> [Required work]:
Look through the records that follow. Copy every line containing the word "Some".

> [Data extracts]:
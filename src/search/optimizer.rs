//! Nested cross-validated search
//!
//! Outer stratified folds each run their own sequential search over the
//! configuration space. Every evaluated configuration lands in one shared,
//! append-only [`CandidatePool`]; ranking happens later in the ensemble
//! selector.

use super::sampler::create_sampler;
use super::trial::{Trial, TrialRunner};
use crate::config::{derive_seed, Configuration, PipelineConfig};
use crate::data::Dataset;
use crate::error::{PipelineError, Result};
use crate::scoring::{ScoreReport, ScoringEngine};
use crate::training::{CVSplit, CrossValidator, TrainableModel};
use parking_lot::Mutex;
use rayon::prelude::*;
use serde::{Deserialize, Serialize};
use std::sync::atomic::{AtomicBool, Ordering};
use std::sync::Arc;
use std::time::Instant;
use tracing::{debug, info, warn};

/// Seed sub-streams within one outer fold
const SAMPLER_STREAM: u64 = 0;
const INNER_SPLIT_STREAM: u64 = 1;
const HELD_OUT_STREAM: u64 = 2;

/// One evaluated configuration in the shared pool
#[derive(Debug, Clone, Serialize, Deserialize)]
pub struct Candidate {
    pub configuration: Configuration,
    /// Mean inner-fold score
    pub score: f64,
    pub fold_scores: Vec<f64>,
    pub outer_fold: usize,
    pub trial_idx: usize,
}

impl Candidate {
    /// Position in the deterministic discovery order
    pub fn discovery_key(&self) -> (usize, usize) {
        (self.outer_fold, self.trial_idx)
    }
}

/// Append-only pool shared by all outer folds
#[derive(Debug, Default)]
pub struct CandidatePool {
    entries: Mutex<Vec<Candidate>>,
}

impl CandidatePool {
    pub fn new() -> Self {
        Self::default()
    }

    pub fn record(&self, candidate: Candidate) {
        self.entries.lock().push(candidate);
    }

    pub fn len(&self) -> usize {
        self.entries.lock().len()
    }

    pub fn is_empty(&self) -> bool {
        self.entries.lock().is_empty()
    }

    /// Copy of the pool in discovery order, independent of insertion timing
    pub fn snapshot(&self) -> Vec<Candidate> {
        let mut entries = self.entries.lock().clone();
        entries.sort_by_key(Candidate::discovery_key);
        entries
    }
}

/// Cooperative cancellation flag. Checked before each trial is dispatched.
#[derive(Debug, Clone, Default)]
pub struct CancelToken(Arc<AtomicBool>);

impl CancelToken {
    pub fn new() -> Self {
        Self::default()
    }

    pub fn cancel(&self) {
        self.0.store(true, Ordering::SeqCst);
    }

    pub fn is_cancelled(&self) -> bool {
        self.0.load(Ordering::SeqCst)
    }
}

/// Why an outer fold stopped proposing configurations
#[derive(Debug, Clone, Copy, PartialEq, Eq, Serialize, Deserialize)]
#[serde(rename_all = "snake_case")]
pub enum StopReason {
    Budget,
    Timeout,
    EarlyStopped,
    Cancelled,
}

/// Summary of one outer fold
#[derive(Debug, Clone, Serialize, Deserialize)]
pub struct OuterFoldReport {
    pub fold: usize,
    /// Best configuration found on this fold's outer-train partition
    pub best: Option<Configuration>,
    pub inner_score: f64,
    /// Best configuration retrained on outer-train, scored on outer-held-out
    pub held_out: Option<ScoreReport>,
    pub trials_run: usize,
    pub stop_reason: StopReason,
}

/// Output of a full nested search
#[derive(Debug, Clone, Serialize, Deserialize)]
pub struct SearchReport {
    /// Every evaluated configuration, in discovery order
    pub candidates: Vec<Candidate>,
    /// Per outer fold, in fold order
    pub outer_folds: Vec<OuterFoldReport>,
    pub trials_run: usize,
    pub cancelled: bool,
}

impl SearchReport {
    /// Mean outer-held-out score over the folds that produced one
    pub fn nested_estimate(&self) -> Option<f64> {
        let scores: Vec<f64> = self
            .outer_folds
            .iter()
            .filter_map(|r| r.held_out.as_ref().map(|h| h.score))
            .collect();
        if scores.is_empty() {
            None
        } else {
            Some(scores.iter().sum::<f64>() / scores.len() as f64)
        }
    }
}

/// Drives the outer folds and the per-fold configuration search
pub struct NestedSearchOptimizer {
    backend: Arc<dyn TrainableModel>,
    config: PipelineConfig,
    cancel: CancelToken,
}

impl NestedSearchOptimizer {
    pub fn new(backend: Arc<dyn TrainableModel>, config: PipelineConfig) -> Self {
        Self {
            backend,
            config,
            cancel: CancelToken::new(),
        }
    }

    pub fn with_cancel_token(mut self, token: CancelToken) -> Self {
        self.cancel = token;
        self
    }

    pub fn cancel_token(&self) -> CancelToken {
        self.cancel.clone()
    }

    /// Every model kind in the search space must be trainable by the backend
    fn check_backend_supports_space(&self) -> Result<()> {
        let unsupported: Vec<&str> = self
            .config
            .search_space
            .model_kinds
            .iter()
            .filter(|kind| !self.backend.supports(**kind))
            .map(|kind| kind.as_str())
            .collect();
        if unsupported.is_empty() {
            return Ok(());
        }
        Err(PipelineError::ConfigError(format!(
            "backend {} cannot train model kinds: {}",
            self.backend.name(),
            unsupported.join(", ")
        )))
    }

    /// Run the nested search over `data`
    pub fn run(&self, data: &Dataset) -> Result<SearchReport> {
        self.config.validate()?;
        self.check_backend_supports_space()?;

        let labels = data.labels().to_vec();
        let splits = CrossValidator::stratified(self.config.outer_folds, derive_seed(self.config.seed, 0))
            .split(&labels)?;

        info!(
            samples = data.len(),
            outer_folds = self.config.outer_folds,
            inner_folds = self.config.inner_folds,
            trials_per_fold = self.config.trials_per_fold,
            "starting nested search"
        );

        let pool = CandidatePool::new();
        let mut outer_folds: Vec<OuterFoldReport> = if self.config.parallel_outer_folds {
            splits
                .par_iter()
                .map(|split| self.run_outer_fold(split, data, &pool))
                .collect::<Result<Vec<_>>>()?
        } else {
            splits
                .iter()
                .map(|split| self.run_outer_fold(split, data, &pool))
                .collect::<Result<Vec<_>>>()?
        };
        outer_folds.sort_by_key(|r| r.fold);

        let report = SearchReport {
            candidates: pool.snapshot(),
            trials_run: outer_folds.iter().map(|r| r.trials_run).sum(),
            outer_folds,
            cancelled: self.cancel.is_cancelled(),
        };

        info!(
            trials = report.trials_run,
            candidates = report.candidates.len(),
            cancelled = report.cancelled,
            "nested search finished"
        );
        Ok(report)
    }

    fn run_outer_fold(&self, split: &CVSplit, data: &Dataset, pool: &CandidatePool) -> Result<OuterFoldReport> {
        let fold = split.fold_idx;
        let fold_seed = derive_seed(self.config.seed, fold as u64 + 1);
        let outer_train = data.select(&split.train_indices);

        let runner = TrialRunner::new(Arc::clone(&self.backend))
            .with_folds(self.config.inner_folds)
            .with_threshold(self.config.decision_threshold);
        let mut sampler = create_sampler(
            self.config.sampler,
            self.config.search_space.clone(),
            derive_seed(fold_seed, SAMPLER_STREAM),
            self.config.n_startup_trials,
        );
        let inner_seed = derive_seed(fold_seed, INNER_SPLIT_STREAM);

        let start = Instant::now();
        let mut history: Vec<(Configuration, f64)> = Vec::new();
        let mut best: Option<(Configuration, f64)> = None;
        let mut trials_without_improvement = 0;
        let mut stop_reason = StopReason::Budget;

        for trial_idx in 0..self.config.trials_per_fold {
            if self.cancel.is_cancelled() {
                stop_reason = StopReason::Cancelled;
                break;
            }
            if let Some(t) = self.config.timeout_secs {
                if start.elapsed().as_secs_f64() > t {
                    info!(fold, trials = trial_idx, "outer fold timed out");
                    stop_reason = StopReason::Timeout;
                    break;
                }
            }
            if let Some(p) = self.config.early_stopping_patience {
                if trials_without_improvement >= p {
                    info!(fold, trials = trial_idx, patience = p, "outer fold stopped early");
                    stop_reason = StopReason::EarlyStopped;
                    break;
                }
            }

            let trial = Trial {
                configuration: sampler.propose(&history),
                outer_fold: fold,
                trial_idx,
            };
            let outcome = runner.run(&trial.configuration, &outer_train, inner_seed)?;
            let score = outcome.mean_score();

            let is_improvement = match &best {
                None => true,
                Some((_, b)) => score > b + self.config.min_improvement,
            };
            if is_improvement {
                trials_without_improvement = 0;
            } else {
                trials_without_improvement += 1;
            }
            // Strictly greater keeps the earliest configuration on ties
            if best.as_ref().map_or(true, |(_, b)| score > *b) {
                best = Some((trial.configuration.clone(), score));
            }

            debug!(
                fold,
                trial = trial_idx,
                config = %trial.configuration.label(),
                score,
                "trial recorded"
            );

            history.push((trial.configuration.clone(), score));
            pool.record(Candidate {
                configuration: trial.configuration,
                score,
                fold_scores: outcome.cv.scores,
                outer_fold: fold,
                trial_idx,
            });
        }

        let trials_run = history.len();
        let held_out = match &best {
            Some((config, _)) if !self.cancel.is_cancelled() => {
                let held_out = data.select(&split.test_indices);
                self.score_held_out(config, &outer_train, &held_out, derive_seed(fold_seed, HELD_OUT_STREAM))?
            }
            _ => None,
        };

        let inner_score = best.as_ref().map_or(0.0, |(_, s)| *s);
        info!(
            fold,
            trials = trials_run,
            inner_score,
            held_out = held_out.as_ref().map(|r| r.score),
            stop = ?stop_reason,
            "outer fold finished"
        );

        Ok(OuterFoldReport {
            fold,
            best: best.map(|(c, _)| c),
            inner_score,
            held_out,
            trials_run,
            stop_reason,
        })
    }

    /// Retrain on outer-train and score on outer-held-out. Failures only cost
    /// the estimate, not the search.
    fn score_held_out(
        &self,
        config: &Configuration,
        train: &Dataset,
        held_out: &Dataset,
        seed: u64,
    ) -> Result<Option<ScoreReport>> {
        let model = match self.backend.train(config, train, seed) {
            Ok(model) => model,
            Err(failure) => {
                warn!(config = %config.label(), error = %failure, "outer-fold retrain failed");
                return Ok(None);
            }
        };
        let proba = match model.predict_rows(held_out.features()) {
            Ok(p) => p,
            Err(e) => {
                warn!(config = %config.label(), error = %e, "outer-fold prediction failed");
                return Ok(None);
            }
        };
        let y_true = held_out.labels().to_vec();
        let report = ScoringEngine::new().score_probabilities(&y_true, &proba.to_vec(), self.config.decision_threshold)?;
        Ok(Some(report))
    }
}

> [Exercise response]:
            Some(scores.iter().sum::<f64>() / scores.len() as f64)
            if let Some(t) = self.config.timeout_secs {
            if let Some(p) = self.config.early_stopping_patience {
                Some((_, b)) => score > b + self.config.min_improvement,
                best = Some((trial.configuration.clone(), score));
            Some((config, _)) if !self.cancel.is_cancelled() => {
        Ok(Some(report))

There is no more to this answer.